§ **Work required**
Wherever the line with "return false;" sits in the listing below, transcribe from it up to and including the line with "and queued tasks.", exactly, and leave the remaining lines out.

§ **Material for the task**

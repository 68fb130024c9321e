use std::error::Error;

/// Error type a piece of work may fail with.
pub type WorkError = Box<dyn Error + Send + Sync>;

/// What a task reports after one call to [`Work::execute`].
#[derive(Clone, Copy, Debug, PartialEq, Eq)]
pub enum Progress {
    /// The work is done, dependents may run.
    Completed,
    /// The work wants another pass. The task stays active and is executed
    /// again on its worker's next scan.
    Yield,
}

/// The work a task performs on its worker thread.
///
/// `execute` runs inline on the worker, so it must not block: every other
/// task on the same worker waits behind it.
pub trait Work: Send {
    /// Run the work. Returning an error, or panicking, fails the task.
    fn execute(&mut self) -> Result<Progress, WorkError>;

    /// Report that the work outlived its usefulness. Checked by the owning
    /// worker before every execution.
    fn has_expired(&self) -> bool {
        false
    }
}

impl<F> Work for F
where
    F: FnMut() + Send,
{
    fn execute(&mut self) -> Result<Progress, WorkError> {
        (self)();
        Ok(Progress::Completed)
    }
}

/// Adapts a step-wise closure into [`Work`].
///
/// ```
/// use framepool::{Progress, Resume, TaskBuilder, WorkError};
///
/// let mut left = 3;
/// let countdown = TaskBuilder::new("countdown", Resume(move || -> Result<Progress, WorkError> {
///     left -= 1;
///     Ok(if left == 0 { Progress::Completed } else { Progress::Yield })
/// }))
/// .build();
/// # drop(countdown);
/// ```
pub struct Resume<F>(pub F);

impl<F> Work for Resume<F>
where
    F: FnMut() -> Result<Progress, WorkError> + Send,
{
    fn execute(&mut self) -> Result<Progress, WorkError> {
        (self.0)()
    }
}
#![deny(missing_docs)]

//! A per-frame task scheduler with dependency tracking.
//!
//! Subsystems build [`Task`]s, optionally wire them with
//! [`Task::depends_on`], and push them onto a [`Scheduler`]. The scheduler
//! owns one worker thread per core; each worker drains a private queue,
//! executing ready tasks inline and deferring blocked ones. The frame driver
//! brackets a batch with [`Scheduler::clear_fences`] and
//! [`Scheduler::wait_for_fence`] to know the whole batch has retired.

#[macro_use]
extern crate log;
extern crate num_cpus;
extern crate parking_lot;

mod config;
mod error;
mod scheduler;
mod task;
#[cfg(test)]
mod testing;
mod work;
mod worker;

pub use config::{Builder, Idle};
pub use error::{Error, Result};
pub use scheduler::Scheduler;
pub use task::{task, Task, TaskBuilder, TaskId, TaskState, TaskSummary};
pub use work::{Progress, Resume, Work, WorkError};
pub use worker::WorkerSnapshot;

/// Wait mode for the scheduler shutdown.
#[derive(PartialEq, Eq, Copy, Clone, Debug)]
pub enum Wait {
    /// Stop after the current pass and abandon queued tasks as they are.
    None,
    /// Stop after the current pass and expire every unfinished queued task,
    /// releasing its dependents.
    Active,
    /// Wait for every queue to drain, then stop.
    Pending,
}

/// Abstract representation of the scheduler, allowing tasks to be enqueued
/// without knowing the pool behind it.
pub trait Schedule {
    /// Hand `task` to a worker. Returns the index of the accepting worker.
    fn push_task(&self, task: &Task) -> Result<usize>;
}
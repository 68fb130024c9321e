//! Tasks: units of work with a small state machine and dependency edges.
//!
//! Edges are kept in both directions. A task lists what it waits for, and
//! every task it waits for lists it as a dependent, so that a finished task
//! can release everything queued behind it. Both lists hold weak handles;
//! the worker queues are what keep a submitted task alive.

use std::any::Any;
use std::collections::HashSet;
use std::fmt;
use std::hash::{Hash, Hasher};
use std::mem;
use std::panic::{self, AssertUnwindSafe};
use std::ptr;
use std::sync::atomic::{AtomicBool, AtomicU32, AtomicU64, AtomicUsize, Ordering};
use std::sync::{Arc, Weak};
use std::time::{Duration, Instant};

use parking_lot::Mutex;

use crate::error::{Error, Result};
use crate::work::{Progress, Work};
use crate::Schedule;

const NO_WORKER: usize = usize::MAX;

static NEXT_ID: AtomicU64 = AtomicU64::new(0);

/// Process-unique identifier of a task.
#[derive(Clone, Copy, Debug, PartialEq, Eq, PartialOrd, Ord, Hash)]
pub struct TaskId(u64);

impl TaskId {
    fn next() -> TaskId {
        TaskId(NEXT_ID.fetch_add(1, Ordering::Relaxed))
    }
}

impl fmt::Display for TaskId {
    fn fmt(&self, f: &mut fmt::Formatter) -> fmt::Result {
        write!(f, "#{}", self.0)
    }
}

/// Where a task is in its lifecycle.
#[derive(Clone, Copy, Debug, PartialEq, Eq, Hash)]
pub enum TaskState {
    /// Fresh or reset, not owned by any worker.
    Clear,
    /// Handed to a worker, not examined yet.
    Queued,
    /// Examined and found blocked on a dependency.
    Waiting,
    /// Being executed, or asked to be executed again.
    Active,
    /// Finished successfully.
    Completed,
    /// Forced out before finishing, either on request or because it
    /// outlived its lifetime.
    Expired,
    /// The work returned an error or panicked.
    Failed,
}

impl TaskState {
    /// True for the states that end a submission.
    pub fn is_terminal(self) -> bool {
        matches!(
            self,
            TaskState::Completed | TaskState::Expired | TaskState::Failed
        )
    }

    fn as_str(self) -> &'static str {
        match self {
            TaskState::Clear => "Clear",
            TaskState::Queued => "Queued",
            TaskState::Waiting => "Waiting",
            TaskState::Active => "Active",
            TaskState::Completed => "Completed",
            TaskState::Expired => "Expired",
            TaskState::Failed => "Failed",
        }
    }
}
extern crate framepool;

use std::time::Instant;

use framepool::{task, Scheduler, Task, Wait};

const LENGTH: usize = 10_000;

fn run(wait: Wait) {
    let sched = Scheduler::new().unwrap();
    let started = Instant::now();

    sched.clear_fences();
    let mut last: Option<Task> = None;
    for i in 0..LENGTH {
        let mut builder = task(format!("link{}", i), || {});
        if let Some(prev) = &last {
            builder = builder.after(prev);
        }
        last = Some(builder.start(&sched).unwrap());
    }
    sched.shutdown(wait).unwrap();

    println!(
        "{:?}: {} tasks in {:?}, last is {:?}",
        wait,
        LENGTH,
        started.elapsed(),
        last.map(|t| t.state())
    );
}

fn main() {
    run(Wait::Pending);
    run(Wait::Active);
}
//! The scheduler: a fixed pool of workers, round-robin placement, and the
//! fence barrier a frame driver uses to know a batch has retired.

use std::sync::atomic::{AtomicUsize, Ordering};
use std::thread;
use std::time::{Duration, Instant};

use crate::config::Builder;
use crate::error::{Error, Result};
use crate::task::{Task, TaskState};
use crate::worker::{Shared, Worker, WorkerSnapshot};
use crate::{Schedule, Wait};

/// Owns the worker pool.
///
/// A typical frame clears the fences, pushes the frame's tasks, and waits
/// for the fence before moving on:
///
/// ```
/// use framepool::{task, Scheduler, TaskState};
///
/// let sched = Scheduler::builder().worker_threads(2).build().unwrap();
///
/// sched.clear_fences();
/// let load = task("load script", || {}).start(&sched).unwrap();
/// let run = task("run script", || {}).after(&load).start(&sched).unwrap();
/// sched.wait_for_fence();
///
/// assert!(load.has_state(TaskState::Completed));
/// assert!(run.has_state(TaskState::Completed));
/// ```
pub struct Scheduler {
    workers: Vec<Worker>,
    cursor: AtomicUsize,
    max_push_attempts: Option<usize>,
}

impl Scheduler {
    /// Start a scheduler with one worker per logical core.
    pub fn new() -> Result<Scheduler> {
        Builder::new().build()
    }

    /// A builder for a custom configuration.
    pub fn builder() -> Builder {
        Builder::new()
    }

    pub(crate) fn start(builder: &Builder) -> Result<Scheduler> {
        let count = builder.worker_threads.unwrap_or_else(num_cpus::get);
        if count == 0 {
            return Err(Error::NoWorkers);
        }
        debug!("starting {} workers", count);

        let mut workers = Vec::with_capacity(count);
        for id in 0..count {
            let shared = Shared::new(id, builder.worker_config());
            match Worker::spawn(shared, (builder.thread_name)(id), builder.thread_stack_size) {
                Ok(worker) => workers.push(worker),
                Err(err) => {
                    error!("could not start worker {}: {}", id, err);
                    for worker in &workers {
                        worker.stop();
                    }
                    for worker in &mut workers {
                        worker.join();
                    }
                    return Err(err.into());
                }
            }
        }

        Ok(Scheduler {
            workers,
            cursor: AtomicUsize::new(0),
            max_push_attempts: builder.max_push_attempts,
        })
    }

    /// Hand `task` to a worker, returning the worker's index.
    ///
    /// Workers are tried in round-robin order and the cursor advances on
    /// every attempt, so a busy worker is skipped rather than waited on. The
    /// caller yields between failed attempts. Unless `max_push_attempts` was
    /// configured this only returns once the task is placed.
    pub fn push_task(&self, task: &Task) -> Result<usize> {
        if !task.claim() {
            return Err(Error::AlreadyQueued {
                task: task.id(),
                worker: task.thread_affinity(),
            });
        }
        let state = task.state();
        if state != TaskState::Clear {
            task.evict();
            return Err(Error::NotClear {
                task: task.id(),
                state,
            });
        }

        let mut attempts = 0;
        loop {
            let index = self.cursor.fetch_add(1, Ordering::Relaxed) % self.workers.len();
            attempts += 1;
            if self.workers[index].shared().try_push(task) {
                return Ok(index);
            }
            trace!("worker {} busy, {} moves on", index, task);

            if let Some(max) = self.max_push_attempts {
                if attempts >= max {
                    task.evict();
                    warn!("gave up placing {} after {} attempts", task, attempts);
                    return Err(Error::PlacementStarved {
                        task: task.id(),
                        attempts,
                    });
                }
            }
            thread::yield_now();
        }
    }

    /// Lower every worker's fence, starting a new synchronization phase.
    pub fn clear_fences(&self) {
        for worker in &self.workers {
            let shared = worker.shared();
            if !shared.clear_fence() {
                debug!(
                    "worker {} fence was already down with {} task(s) queued",
                    shared.id(),
                    shared.len()
                );
            }
        }
        trace!("fences cleared");
    }

    /// True when every worker has raised its fence and has nothing queued.
    pub fn is_fenced(&self) -> bool {
        self.workers.iter().all(|worker| worker.shared().is_fenced())
    }

    /// Block until every worker is fenced.
    ///
    /// Never returns if a task stays blocked, for example on a dependency
    /// cycle. Use [`Scheduler::wait_for_fence_timeout`] to bound the wait.
    pub fn wait_for_fence(&self) {
        let mut tries: u64 = 0;
        while !self.is_fenced() {
            tries += 1;
            thread::yield_now();
        }
        trace!("all fences hit after {} polls", tries);
    }

    /// Like [`Scheduler::wait_for_fence`] but gives up after `timeout`.
    /// Returns whether the fence was reached.
    pub fn wait_for_fence_timeout(&self, timeout: Duration) -> bool {
        let deadline = Instant::now() + timeout;
        loop {
            if self.is_fenced() {
                return true;
            }
            if Instant::now() >= deadline {
                debug!("fence not reached within {:?}", timeout);
                return false;
            }
            thread::yield_now();
        }
    }

    /// Number of workers, fixed at construction.
    pub fn worker_count(&self) -> usize {
        self.workers.len()
    }

    /// Tasks still resident in any worker queue.
    pub fn pending_tasks(&self) -> usize {
        self.workers.iter().map(|worker| worker.shared().len()).sum()
    }

    /// Per-worker view of fences and queued tasks.
    pub fn snapshot(&self) -> Vec<WorkerSnapshot> {
        self.workers
            .iter()
            .map(|worker| worker.shared().snapshot())
            .collect()
    }

    /// Stop the workers and join their threads, using the selected wait mode.
    pub fn shutdown(mut self, wait: Wait) -> Result<()> {
        self.stop(wait)
    }

    fn stop(&mut self, wait: Wait) -> Result<()> {
        if self.workers.is_empty() {
            return Ok(());
        }
        debug!("shutting down {} workers, {:?}", self.workers.len(), wait);

        if wait == Wait::Pending {
            self.clear_fences();
            self.wait_for_fence();
        }

        for worker in &self.workers {
            worker.stop();
        }
        let panicked = self
            .workers
            .iter_mut()
            .map(Worker::join)
            .filter(|joined| !joined)
            .count();

        for worker in self.workers.drain(..) {
            let left = worker.shared().drain(wait == Wait::Active);
            if left > 0 {
                debug!("worker {} dropped {} task(s)", worker.shared().id(), left);
            }
        }

        if panicked > 0 {
            Err(Error::WorkerPanicked(panicked))
        } else {
            Ok(())
        }
    }
}

impl Drop for Scheduler {
    fn drop(&mut self) {
        if let Err(err) = self.stop(Wait::None) {
            error!("scheduler shutdown: {}", err);
        }
    }
}

impl Schedule for Scheduler {
    fn push_task(&self, task: &Task) -> Result<usize> {
        Scheduler::push_task(self, task)
    }
}
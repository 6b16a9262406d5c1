//! Dependency version resolution against a registry mirror
//!
//! Resolution failure is never fatal: a scaffolded project must still be
//! generatable offline, at the cost of an unpinned version specifier.

use crate::product::ProductConfig;
use anyhow::{Context, Result};
use colored::Colorize;
use serde::Deserialize;
use thiserror::Error;
use url::Url;

/// The slice of registry metadata we care about
#[derive(Debug, Deserialize)]
struct PackageMetadata {
    version: String,
}

#[derive(Debug, Error)]
enum LookupError {
    #[error("registry base URL cannot be extended with path segments")]
    BadBase,
    #[error("request failed: {0}")]
    Http(#[from] reqwest::Error),
    #[error("registry returned HTTP {0}")]
    Status(reqwest::StatusCode),
}

/// Resolves package version ranges to concrete published versions
pub struct VersionResolver {
    client: reqwest::Client,
    base: Url,
}

impl VersionResolver {
    /// Create a resolver with a custom user agent
    pub fn new(base: Url, user_agent: &str) -> Self {
        Self {
            client: reqwest::Client::builder()
                .user_agent(user_agent)
                .build()
                .unwrap_or_else(|_| reqwest::Client::new()),
            base,
        }
    }

    /// Create a resolver from a product config, honoring the env override
    pub fn from_config<C: ProductConfig>(config: &C) -> Result<Self> {
        let url_str = std::env::var(config.registry_url_env())
            .unwrap_or_else(|_| config.default_registry_url().to_string());
        let base = Url::parse(&url_str)
            .with_context(|| format!("Invalid registry URL: {}", url_str))?;
        Ok(Self::new(base, config.user_agent()))
    }

    async fn lookup(&self, package: &str, range: &str) -> Result<String, LookupError> {
        let mut url = self.base.clone();
        // push() percent-encodes the slash in scoped package names
        url.path_segments_mut()
            .map_err(|_| LookupError::BadBase)?
            .pop_if_empty()
            .push(package)
            .push(range);

        let response = self.client.get(url).send().await?;
        if !response.status().is_success() {
            return Err(LookupError::Status(response.status()));
        }

        let metadata: PackageMetadata = response.json().await?;
        Ok(metadata.version)
    }

    /// Resolve `package@range` to a pinned caret version string. On any
    /// failure, warns once and returns the original range unchanged.
    pub async fn resolve(&self, package: &str, range: &str) -> String {
        match self.lookup(package, range).await {
            Ok(version) => format!("^{}", version),
            Err(e) => {
                println!(
                    "{} could not resolve {}@{}: {}",
                    "Warning:".yellow(),
                    package,
                    range,
                    e
                );
                range.to_string()
            }
        }
    }
}

#[cfg(test)]
mod tests {
    use super::*;

    #[tokio::test]
    async fn test_unreachable_registry_falls_back_to_range() {
        // Nothing listens on port 1; the connection attempt fails fast
        let base = Url::parse("http://127.0.0.1:1/").unwrap();
        let resolver = VersionResolver::new(base, "quickstack-test");
        let resolved = resolver.resolve("tailwindcss", "latest").await;
        assert_eq!(resolved, "latest");
    }

    #[tokio::test]
    async fn test_fallback_preserves_explicit_range() {
        let base = Url::parse("http://127.0.0.1:1/").unwrap();
        let resolver = VersionResolver::new(base, "quickstack-test");
        let resolved = resolver.resolve("@changesets/cli", "^2.0.0").await;
        assert_eq!(resolved, "^2.0.0");
    }
}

§ **Answer space**
                return false;
            }
            thread::yield_now();
        }
    }

    /// Number of workers, fixed at construction.
    pub fn worker_count(&self) -> usize {
        self.workers.len()
    }

    /// Tasks still resident in any worker queue.
    pub fn pending_tasks(&self) -> usize {
        self.workers.iter().map(|worker| worker.shared().len()).sum()
    }

    /// Per-worker view of fences and queued tasks.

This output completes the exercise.